De qualquer forma, o volume de ingressos em 2020 teve um aumento significativo na modalidade a distância e na modalidade presencial uma certa queda.
Já o aumento do número de ingressantes entre 2019 e 2020 é ocasionado, exclusivamente, pela modalidade a distância, que teve uma variação positiva de 26,2% entre esses anos, já que nos cursos presenciais houve um decréscimo de -13,9%.
O número de matrículas na modalidade a distância continua crescendo, atingindo mais de 3 milhões em 2020, o que já representa uma participação de 35,8% do total de matrículas de graduação.
Se fizermos a contabilidade de uma década, entre 2010 e 2020 as matrículas de cursos de graduação a distância aumentaram 233,9%.
Ou seja, essa mudança de costumes em direção aos cursos EaD vem ocorrendo ao longo do tempo, como uma tendência natural – e mundial.
Ainda tivemos o isolamento social imposto pela pandemia Covid-19 e, a partir daí, muitos estudantes travaram conhecimento com o modelo a distância, que foi muito bem recebido. Hoje, a predisposição do estudante em se manter em um curso híbrido ou em se matricular no EaD aumentou.

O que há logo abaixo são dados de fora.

impl RunOptions {
    pub fn from_settings(settings: &Settings) -> Self {
        Self {
            inspect_workers: settings.runner.inspect_workers.max(1),
            upgrade_workers: settings.runner.upgrade_workers.max(1),
            reload_workers: settings.runner.reload_workers.max(1),
            delay_factor: settings.channel.delay_factor,
            check_boot: settings.runner.check_boot,
            ..Default::default()
        }
    }
}

/// Runs device machines across the plan
pub struct FleetOrchestrator {
    plan: Arc<UpgradePlan>,
    options: RunOptions,
    connector: Arc<dyn Connector>,
    parser: Arc<dyn OutputParser>,
    builder: Arc<CommandBuilder>,
    classifier: Arc<ResultClassifier>,
    prompt: Arc<dyn PromptProvider>,
    reporter: ConsoleReporter,
}

impl FleetOrchestrator {
    pub fn new(
        plan: UpgradePlan,
        connector: Arc<dyn Connector>,
        parser: Arc<dyn OutputParser>,
        prompt: Arc<dyn PromptProvider>,
    ) -> Self {
        Self {
            plan: Arc::new(plan),
            options: RunOptions::default(),
            connector,
            parser,
            builder: Arc::new(CommandBuilder::new()),
            classifier: Arc::new(ResultClassifier::new()),
            prompt,
            reporter: ConsoleReporter::silent(),
        }
    }

    pub fn with_options(mut self, options: RunOptions) -> Self {
        self.options = options;
        self
    }

    pub fn with_classifier(mut self, classifier: ResultClassifier) -> Self {
        self.classifier = Arc::new(classifier);
        self
    }

    pub fn with_reporter(mut self, reporter: ConsoleReporter) -> Self {
        self.reporter = reporter;
        self
    }

    pub fn plan(&self) -> &UpgradePlan {
        &self.plan
    }

    /// Execute the run. Device failures are reported in the summary; `Err`
    /// is only returned when the run cannot start (credential prompt failure).
    pub async fn run(&self, mode: RunMode) -> Result<RunSummary> {
        let mut summary = RunSummary::new(self.plan.image_base_url());
        info!(
            "Run {} over {} device(s), images from {}",
            summary.run_id,
            self.plan.len(),
            self.plan.image_base_url()
        );

        let mut machines = self.machines().await?;
        let mut lost: Vec<FailedHost> = Vec::new();

        // Inspection
        machines = self
            .run_phase(Phase::Inspect, machines, self.options.inspect_workers, &mut summary, &mut lost)
            .await;

        // Comparison
        self.reporter.banner("Compare versions");
        let started_at = Utc::now();
        let before = failed_names(&machines);
        let mut attempted = 0;
        for machine in machines.iter_mut().filter(|m| m.state() == MachineState::Comparing) {
            attempted += 1;
            if let Err(e) = machine.compare(&self.builder, self.plan.image_base_url()) {
                error!("{}: {}", machine.name(), e);
            }
            self.reporter.device_progress(Phase::Compare, machine);
        }
        let compare = phase_report(Phase::Compare, started_at, attempted, &machines, &before);
        self.reporter.phase_failures(&compare);
        summary.phases.push(compare);

        let pending = count_in(&machines, MachineState::AwaitingUpgrade);
        summary.needs_upgrade = pending;
        info!("{} of {} device(s) need an upgrade", pending, machines.len());

        if mode == RunMode::Full && pending > 0 {
            self.run_destructive_phases(&mut machines, &mut summary, &mut lost)
                .await;
        }

        Ok(self.finish(summary, &machines, lost))
    }

    async fn run_destructive_phases(
        &self,
        machines: &mut Vec<DeviceUpgradeMachine>,
        summary: &mut RunSummary,
        lost: &mut Vec<FailedHost>,
    ) {
        let pending = count_in(machines, MachineState::AwaitingUpgrade);
        if !self
            .gate(
                Phase::Upgrade,
                format!("Upgrade {} device(s) from {}?", pending, self.plan.image_base_url()),
                summary,
            )
            .await
        {
            return;
        }

        self.check_image_server().await;

        let taken = std::mem::take(machines);
        *machines = self
            .run_phase(Phase::Upgrade, taken, self.options.upgrade_workers, summary, lost)
            .await;

        let reloadable = count_in(machines, MachineState::AwaitingReloadConfirm);
        if reloadable == 0 {
            warn!("No device is ready to reload");
            return;
        }
        if !self
            .gate(
                Phase::Reload,
                format!("Save configuration and reload {} device(s)?", reloadable),
                summary,
            )
            .await
        {
            return;
        }

        let taken = std::mem::take(machines);
        *machines = self
            .run_phase(Phase::Reload, taken, self.options.reload_workers, summary, lost)
            .await;
    }

    /// Build one machine per planned device, prompting for missing credentials.
    /// Prompts block on the terminal, so they run on the blocking pool.
    async fn machines(&self) -> Result<Vec<DeviceUpgradeMachine>> {
        let prompt = Arc::clone(&self.prompt);
        let plan = Arc::clone(&self.plan);
        let resolved = tokio::task::spawn_blocking(move || {
            let mut resolver = CredentialResolver::new(prompt.as_ref());
            plan.devices()
                .iter()
                .map(|host| resolver.resolve(host).map(Arc::new))
                .collect::<Result<Vec<Arc<Credentials>>>>()
        })
        .await
        .map_err(|e| UpgradeError::system(format!("Credential prompt task failed: {}", e)))??;

        let mut machines = Vec::with_capacity(self.plan.len());
        for (host, credentials) in self.plan.devices().iter().zip(resolved) {
            let machine = DeviceUpgradeMachine::new(
                Device::new(host.identity.clone()),
                Arc::clone(&host.images),
                credentials,
                Arc::clone(&self.connector),
                Arc::clone(&self.parser),
            )
            .with_boot_check(self.options.check_boot);
            machines.push(machine);
        }

        Ok(machines)
    }

    /// Ask the operator; a refusal is recorded on the summary
    async fn gate(&self, phase: Phase, question: String, summary: &mut RunSummary) -> bool {
        self.reporter.banner(&format!("Confirm {} phase", phase));
        let prompt = Arc::clone(&self.prompt);
        let answer = tokio::task::spawn_blocking(move || prompt.confirm(&question))
            .await
            .map_err(|e| UpgradeError::system(format!("Prompt task failed: {}", e)))
            .and_then(|answer| answer);
        let proceed = match answer {
            Ok(answer) => answer,
            Err(e) => {
                error!("Confirmation failed: {}", e);
                false
            }
        };

        if !proceed {
            warn!("Operator declined the {} phase", phase);
            self.reporter.aborted(phase);
            summary.aborted_at = Some(phase);
        }
        proceed
    }

    /// Warn when the image server is not reachable from this host
    async fn check_image_server(&self) {
        let (host, port) = self.plan.image_endpoint();
        if host.is_empty() {
            return;
        }
        if !NetworkUtils::test_connectivity(host, port, self.options.preflight_timeout_secs).await {
            warn!(
                "Image server {}:{} is not reachable from this host; devices may still reach it",
                host, port
            );
        }
    }

    /// Run `phase` on every eligible machine with at most `workers` at once.
    /// Ineligible machines pass through untouched; plan order is preserved.
    async fn run_phase(
        &self,
        phase: Phase,
        machines: Vec<DeviceUpgradeMachine>,
        workers: usize,
        summary: &mut RunSummary,
        lost: &mut Vec<FailedHost>,
    ) -> Vec<DeviceUpgradeMachine> {
        self.reporter.banner(&format!("{} phase", capitalize(phase.as_str())));
        let started_at = Utc::now();
        let before = failed_names(&machines);
        let lost_before = lost.len();

        let semaphore = Arc::new(Semaphore::new(workers.max(1)));
        let mut results: Vec<(usize, DeviceUpgradeMachine)> = Vec::with_capacity(machines.len());
        let mut handles = Vec::new();

        for (index, mut machine) in machines.into_iter().enumerate() {
            if machine.state() != eligible_state(phase) {
                results.push((index, machine));
                continue;
            }

            let sem = Arc::clone(&semaphore);
            let classifier = Arc::clone(&self.classifier);
            let delay_factor = self.options.delay_factor;
            let name = machine.name().to_string();
            let hostname = machine.device().identity.hostname.clone();

            let handle = tokio::spawn(async move {
                let _permit = sem.acquire_owned().await;
                let host = machine.name().to_string();
                with_device_span(&host, phase.as_str(), async {
                    let outcome = match phase {
                        Phase::Inspect => machine.inspect().await,
                        Phase::Upgrade => machine.upgrade(&classifier, delay_factor).await,
                        Phase::Reload => machine.reload().await,
                        Phase::Compare => Ok(machine.state()),
                    };
                    if let Err(e) = outcome {
                        error!("{}", e);
                    }
                })
                .await;
                machine
            });
            handles.push((index, name, hostname, handle));
        }

        let attempted = handles.len();
        for (index, name, hostname, handle) in handles {
            match handle.await {
                Ok(machine) => {
                    self.reporter.device_progress(phase, &machine);
                    results.push((index, machine));
                }
                Err(e) => {
                    error!("{}: device task ended abnormally: {}", name, e);
                    lost.push(FailedHost {
                        name,
                        hostname,
                        kind: FailureKind::ChannelError,
                        detail: format!("device task ended abnormally during {}", phase),
                    });
                }
            }
        }

        results.sort_by_key(|(index, _)| *index);
        let machines: Vec<DeviceUpgradeMachine> = results.into_iter().map(|(_, m)| m).collect();

        let mut report = phase_report(phase, started_at, attempted, &machines, &before);
        report.failed.extend(lost[lost_before..].iter().cloned());
        self.reporter.phase_failures(&report);
        summary.phases.push(report);

        machines
    }

    fn finish(
        &self,
        mut summary: RunSummary,
        machines: &[DeviceUpgradeMachine],
        lost: Vec<FailedHost>,
    ) -> RunSummary {
        summary.devices = machines.iter().map(DeviceReport::from_machine).collect();
        summary.failed_hosts = machines
            .iter()
            .filter_map(|m| {
                m.failure()
                    .map(|f| FailedHost::new(m.name(), &m.device().identity.hostname, f))
            })
            .chain(lost)
            .collect();
        summary.completed_at = Some(Utc::now());

        self.reporter.summary(&summary);
        summary
    }
}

Como bem exposto pela juíza da ação interposta pela OAB em 2019 quando da decisão que analisou o pedido liminar, não existe nenhuma comprovação a respeito da alegada retração do ensino presencial simplesmente porque o setor privado pôde oferecer mais vagas no EAD quando comparada ao setor público.
Tampouco há dados que mostrem que o MEC enfraqueça propositadamente as regras para facilitar o credenciamento e a autorização de funcionamento dos cursos de EAD.
Muito menos há evidências de queda vertiginosa na qualidade de ensino da educação superior causada exclusivamente e diretamente pelos cursos à distância de alegada má qualidade.
A tecnologia e a transformação digital que vivemos nos últimos anos vieram para ficar; não há como voltar atrás. Nos resta repensar processos, modelos de negócios e aprender com as experiências dos estudantes, familiares, docentes e demais agentes da comunidade escolar.
E, claro, precisamos da ação efetiva do Ministério da Educação, que deve assumir a responsabilidade de, com suas normativas, melhorar o nível de informação para gerar a confiança e a segurança jurídica necessárias para garantir que o setor educacional atue da melhor maneira possível para toda a sociedade.